# Which recording



## Op.123 (Mar 25, 2013)

For those Schumann fans like me what is your favourite recording of the Schumann' piano concerto. If your favourite is not in the poll don't fret, tell us what it is below.


----------



## joen_cph (Jan 17, 2010)

Voted Argerich/Harnoncourt. 

Malcolm Frager has recorded the original version, with some alternative writing in the 1st Movement.

Vote based on these:
- Argerich,Harnoncourt,ChOEur/teldec 94 4509 906962
- Michelangeli,Scherchen,SuisItRSO/aura 56-02 aur238
- Michelangeli,Pedretti,LaScala/artone mono 41-05 222354-254
- Arrau,Krüger,DetroitSO/artone 44-05 222367-354
- Frager,Andreae,HambPO/basf 2021715-5
- Haskil,Otterloo,HaagPO/ph 6598 274
- Richter-Haaser,Moralt,VSO/ph stsgl5814
- Istomin,Walter,ColSO/cbs ml 5494
- Richter,Gauk,USSRStRadSO/vox "st" s-pl 316.500
- Richter,Rowicki,WarPO/dg st 133 27
- Mewton-Wood,Goehr,NethPO/mms mono mms43
- Fiorentino,Riede,HambSO/saga st xid5001
- Anda,Kubelik,BPO/dg 138 888
- Richter,Kondrashin,MoRSO/period showcaswe mono sho 341
- Zimerman,Karajan,BPO/dg 80 2532 043
- Lipatti,Karajan,Philh/emi 1c 047 0779m
- Cherkassky,Boult,LPO/euro 80 980zk
- Gieseking,Heger 1944/IGI-343


----------



## moody (Nov 5, 2011)

Shura Cherkassky with Boult,this was an original World Record Club rec 1966.
Alfred Cortot with Sir Landon Ronald. HMV 1934.
I have a number including a video of Martha Argerich at the Proms a few years ago --hair raising !
The Mewton- Wood ,see above is wonderful.


----------



## Guest (Jun 26, 2013)

I like Angela Hewitt (based on a very, very small sample size):


----------



## moody (Nov 5, 2011)

BPS said:


> I like Angela Hewitt (based on a very, very small sample size):
> 
> View attachment 20217


It's funny that you raised this, recently I was in the car and heard the Schumann being played.
I thought it was a total bore and the announcer revealed it was Ms. Hewitt.


----------



## Op.123 (Mar 25, 2013)

joen_cph person said:


> Voted Argerich/Harnoncourt.
> 
> Malcolm Frager has recorded the original version, with some alternative writing in the 1st Movement.
> 
> ...


Quite a list, do you own all of those??


----------



## joen_cph (Jan 17, 2010)

Yes. Cheap LPs most of them. Of course I don´t know the details in each recording, it´s just a general impression. Overall it´s not a work that invites to a lot of individually coloured nuances from the soloist, but I like comparing anyway ...

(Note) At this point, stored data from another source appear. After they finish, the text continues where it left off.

//! Top-level cache configuration: capacity, mapping policy, and organization.

use std::fmt;
use std::str::FromStr;

use crate::context::{build_context, CacheContext};
use crate::error::ConfigError;

/// Where a block may be placed in the cache.
#[derive(Clone, Copy, Debug, PartialEq, Eq, Hash)]
pub enum Mapping {
    /// Each address has exactly one candidate line, selected by the index bits.
    DirectMapped,
    /// Any line may hold any block; replacement is FIFO.
    FullyAssociative,
}

/// Whether instruction and data accesses share one store.
#[derive(Clone, Copy, Debug, PartialEq, Eq, Hash)]
pub enum Organization {
    Unified,
    Split,
}

impl FromStr for Mapping {
    type Err = ConfigError;

    fn from_str(s: &str) -> Result<Self, Self::Err> {
        match s {
            "dm" => Ok(Mapping::DirectMapped),
            "fa" => Ok(Mapping::FullyAssociative),
            other => Err(ConfigError::UnknownMapping(other.to_string())),
        }
    }
}

impl FromStr for Organization {
    type Err = ConfigError;

    fn from_str(s: &str) -> Result<Self, Self::Err> {
        match s {
            "uc" => Ok(Organization::Unified),
            "sc" => Ok(Organization::Split),
            other => Err(ConfigError::UnknownOrganization(other.to_string())),
        }
    }
}

impl fmt::Display for Mapping {
    fn fmt(&self, f: &mut fmt::Formatter<'_>) -> fmt::Result {
        match self {
            Mapping::DirectMapped => write!(f, "dm"),
            Mapping::FullyAssociative => write!(f, "fa"),
        }
    }
}

impl fmt::Display for Organization {
    fn fmt(&self, f: &mut fmt::Formatter<'_>) -> fmt::Result {
        match self {
            Organization::Unified => write!(f, "uc"),
            Organization::Split => write!(f, "sc"),
        }
    }
}

/// The three values that fully describe a simulated cache.
#[derive(Clone, Debug, PartialEq, Eq)]
pub struct CacheConfig {
    /// Total capacity in bytes. Halved per store under [`Organization::Split`].
    pub capacity_bytes: u32,
    pub mapping: Mapping,
    pub organization: Organization,
}

impl Default for CacheConfig {
    fn default() -> Self {
        Self {
            capacity_bytes: 1024,
            mapping: Mapping::DirectMapped,
            organization: Organization::Unified,
        }
    }
}

impl CacheConfig {
    pub fn new(capacity_bytes: u32, mapping: Mapping, organization: Organization) -> Self {
        Self {
            capacity_bytes,
            mapping,
            organization,
        }
    }

    /// Validates the configuration and builds a fresh, empty cache.
    pub fn build(&self) -> Result<CacheContext, ConfigError> {
        build_context(self.capacity_bytes, self.mapping, self.organization)
    }
}

#[cfg(test)]
mod tests {
    use test_log::test;

    use super::*;

    #[test]
    fn mapping_tokens() {
        assert_eq!("dm".parse::<Mapping>(), Ok(Mapping::DirectMapped));
        assert_eq!("fa".parse::<Mapping>(), Ok(Mapping::FullyAssociative));
        assert_eq!(
            "DM".parse::<Mapping>(),
            Err(ConfigError::UnknownMapping("DM".to_string()))
        );
    }

    #[test]
    fn organization_tokens() {
        assert_eq!("uc".parse::<Organization>(), Ok(Organization::Unified));
        assert_eq!("sc".parse::<Organization>(), Ok(Organization::Split));
        assert!(matches!(
            "split".parse::<Organization>(),
            Err(ConfigError::UnknownOrganization(_))
        ));
    }

    #[test]
    fn display_round_trips_tokens() {
        for m in [Mapping::DirectMapped, Mapping::FullyAssociative] {
            assert_eq!(m.to_string().parse::<Mapping>(), Ok(m));
        }
        for o in [Organization::Unified, Organization::Split] {
            assert_eq!(o.to_string().parse::<Organization>(), Ok(o));
        }
    }

    #[test]
    fn config_build_rejects_bad_capacity() {
        let cfg = CacheConfig::new(100, Mapping::FullyAssociative, Organization::Unified);
        assert!(cfg.build().is_err());
        assert!(CacheConfig::default().build().is_ok());
    }
}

Having say 3 selected different versions will probably illustrate most of the spectre ...


----------



## Op.123 (Mar 25, 2013)

joen_cph said:


> Yes. Cheap LPs most of them. Of course I don´t know the details in each recording, it´s just a general impression. Overall it´s not a work that invites to a lot of individual nuances for each soloist, but I like comparing anyway ...


If you like the concerto you can't be without...
Richter's interperatation with Matacic (The greatest)
Shelley's recording (At Schumann's original tempo)


----------



## TrevBus (Jun 6, 2013)

Great Performances re-issue recording.
Leon Fleisher/George Szell.
Bought this for the Greig piano concerto but found I enjoyed the Schumann more. Fleisher at one of his finest.


----------



## joen_cph (Jan 17, 2010)

It turns out that the Richter/Matacic you mention is also on you-t


----------



## Guest (Jun 26, 2013)

I have the Zimerman recording, but I want to hear the Richter/Matacic recording.


----------



## moody (Nov 5, 2011)

Burroughs said:


> If you like the concerto you can't be without...
> Richter's interperatation with Matacic (The greatest)
> Shelley's recording (At Schumann's original tempo)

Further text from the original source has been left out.